Calling back the phone numbers of the women on the cards, we'd find out that some of the women had already gotten an abortion elsewhere, some had gotten their period, some had given birth, kept it or given it up, and didn't want or need to speak with us. Some women had died. Some women were bleeding or had tubes or gauze or rags stuffed into their uterus; they needed advice, referral to a physician who wouldn't injure them further or turn them in, or advice on what they could do for themselves just then. Some phone numbers had been incorrectly given or received. Some women couldn't talk then but could they call us back some midnight from untraceable pay phone to untraceable pay phone. Often, a boyfriend or father called trying to arrange things for or in spite of the woman whose name, along with his number, he'd left on the Jane tape. However, most often, the woman whose name I had on the 3x5 card talked to me herself and was eager to meet so that I could describe and we could discuss the abortion she'd called to initiate.
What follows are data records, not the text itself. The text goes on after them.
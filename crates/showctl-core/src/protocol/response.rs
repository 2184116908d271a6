// ── Inbound responses ──
//
// Every server message is exactly one of these. Each family is consumed
// by a single reducer; `Error` goes straight to the notice channel.

use serde::{Deserialize, Serialize};
use strum::Display;

use crate::model::{
    ClockDescription, ClockId, FixtureId, FixtureKind, Knob, KnobAddress, KnobValue, PatchItem,
    UniverseStatus, WiggleDescription, WiggleId, WiggleOutput,
};

#[derive(Debug, Clone, PartialEq, Serialize, Deserialize)]
pub enum Response {
    Clock(ClockResponse),
    Wiggle(WiggleResponse),
    Knob(KnobResponse),
    Patch(PatchResponse),
    Show(ShowResponse),
    /// A server-side failure the operator should see.
    Error(String),
}

impl Response {
    /// Family name used in logs.
    pub fn family(&self) -> &'static str {
        match self {
            Self::Clock(_) => "clock",
            Self::Wiggle(_) => "wiggle",
            Self::Knob(_) => "knob",
            Self::Patch(_) => "patch",
            Self::Show(_) => "show",
            Self::Error(_) => "error",
        }
    }
}

#[derive(Debug, Clone, PartialEq, Eq, Serialize, Deserialize, Display)]
pub enum ClockResponse {
    New(ClockId, ClockDescription),
    Removed(ClockId),
    Renamed(ClockId, String),
    SetInput(ClockId, usize, Option<ClockId>),
    PushInput(ClockId),
    PopInput(ClockId),
    State(Vec<(ClockId, ClockDescription)>),
    Classes(Vec<String>),
}

#[derive(Debug, Clone, PartialEq, Eq, Serialize, Deserialize, Display)]
pub enum WiggleResponse {
    New(WiggleId, WiggleDescription),
    Removed(WiggleId),
    Renamed(WiggleId, String),
    SetInput(WiggleId, usize, Option<WiggleOutput>),
    PushInput(WiggleId),
    PopInput(WiggleId),
    PushOutput(WiggleId),
    PopOutput(WiggleId),
    SetClock(WiggleId, Option<ClockId>),
    State(Vec<(WiggleId, WiggleDescription)>),
    Kinds(Vec<String>),
}

#[derive(Debug, Clone, PartialEq, Serialize, Deserialize, Display)]
pub enum KnobResponse {
    Added(KnobAddress, Knob),
    Removed(KnobAddress),
    ValueChange(KnobAddress, KnobValue),
    State(Vec<(KnobAddress, Knob)>),
}

#[derive(Debug, Clone, PartialEq, Eq, Serialize, Deserialize, Display)]
pub enum PatchResponse {
    /// Replace one fixture, keyed by its id.
    Update(PatchItem),
    Remove(FixtureId),
    NewPatches(Vec<PatchItem>),
    PatchState(Vec<PatchItem>),
    Kinds(Vec<FixtureKind>),
    Ports(Vec<String>),
    Universes(Vec<UniverseStatus>),
}

#[derive(Debug, Clone, PartialEq, Eq, Serialize, Deserialize, Display)]
pub enum ShowResponse {
    Saved,
    /// A different show replaced the whole patch graph.
    Loaded(String),
    Renamed(String),
    ShowName(String),
    ShowsAvailable(Vec<String>),
    SavesAvailable(Vec<String>),
    ShowLibErr(String),
    Quit,
}
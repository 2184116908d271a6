// ── Core error types ──
//
// Diagnostics raised by the mirror and the protocol layer. None of these
// are fatal: the controller logs them and keeps the mirror in its last
// known-good state. The `From<showctl_api::Error>` impl translates
// transport failures into the same vocabulary.

use thiserror::Error;

use crate::dmx::DmxError;
use crate::model::KnobKind;

/// Unified error type for the core crate.
#[derive(Debug, Error)]
pub enum CoreError {
    // ── Address consistency ──────────────────────────────────────────
    #[error("No {collection} at address {address}")]
    UnknownAddress {
        collection: &'static str,
        address: String,
    },

    #[error("Input {index} out of range for {address} ({len} inputs)")]
    InputOutOfRange {
        address: String,
        index: usize,
        len: usize,
    },

    #[error("Cannot pop an input from {address}: it has none")]
    NoInputs { address: String },

    #[error("Cannot pop an output from {address}: it has none")]
    NoOutputs { address: String },

    #[error("Knob {address} is {expected}, ignoring {got} value")]
    DatatypeMismatch {
        address: String,
        expected: KnobKind,
        got: KnobKind,
    },

    #[error("Knob {address} ({datatype}) cannot take this edit")]
    EditMismatch { address: String, datatype: KnobKind },

    #[error("Invalid address: {input}")]
    InvalidAddress { input: String },

    // ── Protocol ─────────────────────────────────────────────────────
    #[error("Could not decode server message: {message}")]
    Decode { message: String },

    #[error("Could not encode command: {0}")]
    Encode(#[from] serde_json::Error),

    // ── Transport ────────────────────────────────────────────────────
    #[error("Not connected to the show server")]
    Disconnected,

    #[error("Send failed: {reason}")]
    SendFailed { reason: String },

    #[error("Cannot connect to show server at {url}: {reason}")]
    ConnectionFailed { url: String, reason: String },

    #[error("Timed out after {timeout_secs}s waiting for {waiting_for}")]
    Timeout {
        timeout_secs: u64,
        waiting_for: String,
    },

    // ── Validation ───────────────────────────────────────────────────
    #[error(transparent)]
    Dmx(#[from] DmxError),

    // ── Configuration ────────────────────────────────────────────────
    #[error("Configuration error: {message}")]
    Config { message: String },
}

impl CoreError {
    /// Address-consistency errors describe a single dropped event.
    pub fn is_diagnostic(&self) -> bool {
        matches!(
            self,
            Self::UnknownAddress { .. }
                | Self::InputOutOfRange { .. }
                | Self::NoInputs { .. }
                | Self::NoOutputs { .. }
                | Self::DatatypeMismatch { .. }
                | Self::EditMismatch { .. }
        )
    }
}

// ── Conversion from transport-layer errors ───────────────────────────

impl From<showctl_api::Error> for CoreError {
    fn from(err: showctl_api::Error) -> Self {
        match err {
            showctl_api::Error::InvalidUrl(e) => CoreError::Config {
                message: format!("Invalid URL: {e}"),
            },
            showctl_api::Error::UnsupportedScheme { scheme } => CoreError::Config {
                message: format!("Unsupported URL scheme '{scheme}' (expected ws or wss)"),
            },
            showctl_api::Error::WebSocketConnect(reason) => CoreError::ConnectionFailed {
                url: String::new(),
                reason,
            },
            showctl_api::Error::WebSocketClosed { code, reason } => CoreError::ConnectionFailed {
                url: String::new(),
                reason: format!("WebSocket closed (code {code}): {reason}"),
            },
            showctl_api::Error::Send(reason) => CoreError::SendFailed { reason },
            showctl_api::Error::ChannelClosed => CoreError::Disconnected,
        }
    }
}
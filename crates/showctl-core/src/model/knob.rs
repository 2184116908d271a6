// ── Knobs ──
//
// A knob's datatype is fixed when the server creates it. Only the value
// changes afterwards, and the value's kind always matches the datatype's.

use std::fmt;

use indexmap::IndexSet;
use serde::{Deserialize, Serialize};
use strum::{Display, EnumString};

use super::Named;

/// Discriminant shared by datatypes and values.
#[derive(Debug, Clone, Copy, PartialEq, Eq, Hash, Serialize, Deserialize, Display, EnumString)]
pub enum KnobKind {
    Button,
    Picker,
    Rate,
    UFloat,
    Bipolar,
    Unipolar,
}

#[derive(Debug, Clone, Copy, PartialEq, Eq, Hash, Serialize, Deserialize)]
pub enum WigglePolarity {
    Bipolar,
    Unipolar,
}

/// What kind of control a knob is.
#[derive(Debug, Clone, PartialEq, Eq, Serialize, Deserialize)]
pub enum KnobDatatype {
    Button,
    /// A choice among an ordered set of named options.
    Picker(IndexSet<String>),
    Rate,
    UFloat,
    Wiggle(WigglePolarity),
}

impl KnobDatatype {
    pub fn kind(&self) -> KnobKind {
        match self {
            Self::Button => KnobKind::Button,
            Self::Picker(_) => KnobKind::Picker,
            Self::Rate => KnobKind::Rate,
            Self::UFloat => KnobKind::UFloat,
            Self::Wiggle(WigglePolarity::Bipolar) => KnobKind::Bipolar,
            Self::Wiggle(WigglePolarity::Unipolar) => KnobKind::Unipolar,
        }
    }

    /// Slider geometry for numeric datatypes.
    pub fn range(&self) -> Option<NumericRange> {
        match self {
            Self::Button | Self::Picker(_) => None,
            Self::Rate => Some(NumericRange {
                min: 0.0,
                max: 10.0,
                step: 0.01,
                detents: &[0.0, 1.0],
            }),
            Self::UFloat | Self::Wiggle(WigglePolarity::Unipolar) => Some(NumericRange {
                min: 0.0,
                max: 1.0,
                step: 0.001,
                detents: &[0.0, 1.0],
            }),
            Self::Wiggle(WigglePolarity::Bipolar) => Some(NumericRange {
                min: -1.0,
                max: 1.0,
                step: 0.001,
                detents: &[-1.0, 0.0, 1.0],
            }),
        }
    }

    /// The value a freshly created knob of this datatype shows.
    pub fn default_value(&self) -> KnobValue {
        match self {
            Self::Button => KnobValue::Button(false),
            Self::Picker(options) => {
                KnobValue::Picker(options.first().cloned().unwrap_or_default())
            }
            Self::Rate => KnobValue::Rate(1.0),
            Self::UFloat => KnobValue::UFloat(0.0),
            Self::Wiggle(WigglePolarity::Bipolar) => KnobValue::Bipolar(0.0),
            Self::Wiggle(WigglePolarity::Unipolar) => KnobValue::Unipolar(0.0),
        }
    }

    /// Wrap a raw number in the value variant matching this datatype.
    fn numeric(&self, x: f64) -> Option<KnobValue> {
        let x = self.range()?.clamp(x);
        match self {
            Self::Rate => Some(KnobValue::Rate(x)),
            Self::UFloat => Some(KnobValue::UFloat(x)),
            Self::Wiggle(WigglePolarity::Bipolar) => Some(KnobValue::Bipolar(x)),
            Self::Wiggle(WigglePolarity::Unipolar) => Some(KnobValue::Unipolar(x)),
            Self::Button | Self::Picker(_) => None,
        }
    }
}

/// Min/max/step/detents of a numeric knob.
#[derive(Debug, Clone, Copy, PartialEq)]
pub struct NumericRange {
    pub min: f64,
    pub max: f64,
    pub step: f64,
    pub detents: &'static [f64],
}

impl NumericRange {
    /// Clamp into `[min, max]`. NaN lands on `min`.
    pub fn clamp(&self, x: f64) -> f64 {
        if x.is_nan() {
            self.min
        } else {
            x.clamp(self.min, self.max)
        }
    }
}

/// A knob's live value.
#[derive(Debug, Clone, PartialEq, Serialize, Deserialize)]
pub enum KnobValue {
    Button(bool),
    Picker(String),
    Rate(f64),
    UFloat(f64),
    Bipolar(f64),
    Unipolar(f64),
}

impl KnobValue {
    pub fn kind(&self) -> KnobKind {
        match self {
            Self::Button(_) => KnobKind::Button,
            Self::Picker(_) => KnobKind::Picker,
            Self::Rate(_) => KnobKind::Rate,
            Self::UFloat(_) => KnobKind::UFloat,
            Self::Bipolar(_) => KnobKind::Bipolar,
            Self::Unipolar(_) => KnobKind::Unipolar,
        }
    }

    pub fn as_f64(&self) -> Option<f64> {
        match *self {
            Self::Rate(x) | Self::UFloat(x) | Self::Bipolar(x) | Self::Unipolar(x) => Some(x),
            Self::Button(_) | Self::Picker(_) => None,
        }
    }
}

impl fmt::Display for KnobValue {
    fn fmt(&self, f: &mut fmt::Formatter<'_>) -> fmt::Result {
        match self {
            Self::Button(true) => f.write_str("on"),
            Self::Button(false) => f.write_str("off"),
            Self::Picker(choice) => f.write_str(choice),
            Self::Rate(x) => write!(f, "{x:.2} Hz"),
            Self::UFloat(x) | Self::Bipolar(x) | Self::Unipolar(x) => write!(f, "{x:.3}"),
        }
    }
}

/// An edit coming from the knob's own widget.
#[derive(Debug, Clone, PartialEq, Serialize, Deserialize)]
pub enum KnobEdit {
    /// Button pressed (`true`) or released.
    Press(bool),
    /// Picker option chosen.
    Select(String),
    /// Slider dragged to a raw position.
    Drag(f64),
}

#[derive(Debug, Clone, PartialEq, Eq, Serialize, Deserialize)]
pub struct KnobDescription {
    pub name: String,
    pub datatype: KnobDatatype,
}

/// A knob description paired with its live value.
#[derive(Debug, Clone, PartialEq, Serialize, Deserialize)]
pub struct Knob {
    pub description: KnobDescription,
    pub value: KnobValue,
}

impl Knob {
    /// A knob showing its datatype's default value.
    pub fn new(description: KnobDescription) -> Self {
        let value = description.datatype.default_value();
        Self { description, value }
    }

    pub fn kind(&self) -> KnobKind {
        self.description.datatype.kind()
    }

    pub fn range(&self) -> Option<NumericRange> {
        self.description.datatype.range()
    }

    /// Whether an externally supplied value fits this knob's datatype.
    pub fn accepts(&self, value: &KnobValue) -> bool {
        value.kind() == self.kind()
    }

    /// Shape a widget edit into a value of this knob's datatype.
    ///
    /// Numeric drags are clamped into the slider range. Returns `None` only
    /// when the edit belongs to a different widget family altogether.
    pub fn value_for_edit(&self, edit: KnobEdit) -> Option<KnobValue> {
        match (&self.description.datatype, edit) {
            (KnobDatatype::Button, KnobEdit::Press(pressed)) => Some(KnobValue::Button(pressed)),
            (KnobDatatype::Picker(_), KnobEdit::Select(choice)) => Some(KnobValue::Picker(choice)),
            (datatype, KnobEdit::Drag(x)) => datatype.numeric(x),
            _ => None,
        }
    }

    /// The same knob showing `value`.
    pub fn with_value(&self, value: KnobValue) -> Self {
        Self {
            description: self.description.clone(),
            value,
        }
    }
}

impl Named for Knob {
    fn name(&self) -> &str {
        &self.description.name
    }

    fn set_name(&mut self, name: String) {
        self.description.name = name;
    }
}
I preferred to meet with women one to one, though other Service women preferred to meet with women in groups. I usually invited the woman to my house evenings after I'd put my kids to bed, suggesting she bring a friend along, if she'd like. Ordinarily I would have made tea for us and had some cookies out on a plate: we'd sit around my dining room table or in the livingroom, maybe in front of a fire, and we'd talk. On the 3x5 cards, I'd write down what she told me about her menstrual history, any children, pregnancies, allergies, or difficulties she had, and information about any medication she took regularly.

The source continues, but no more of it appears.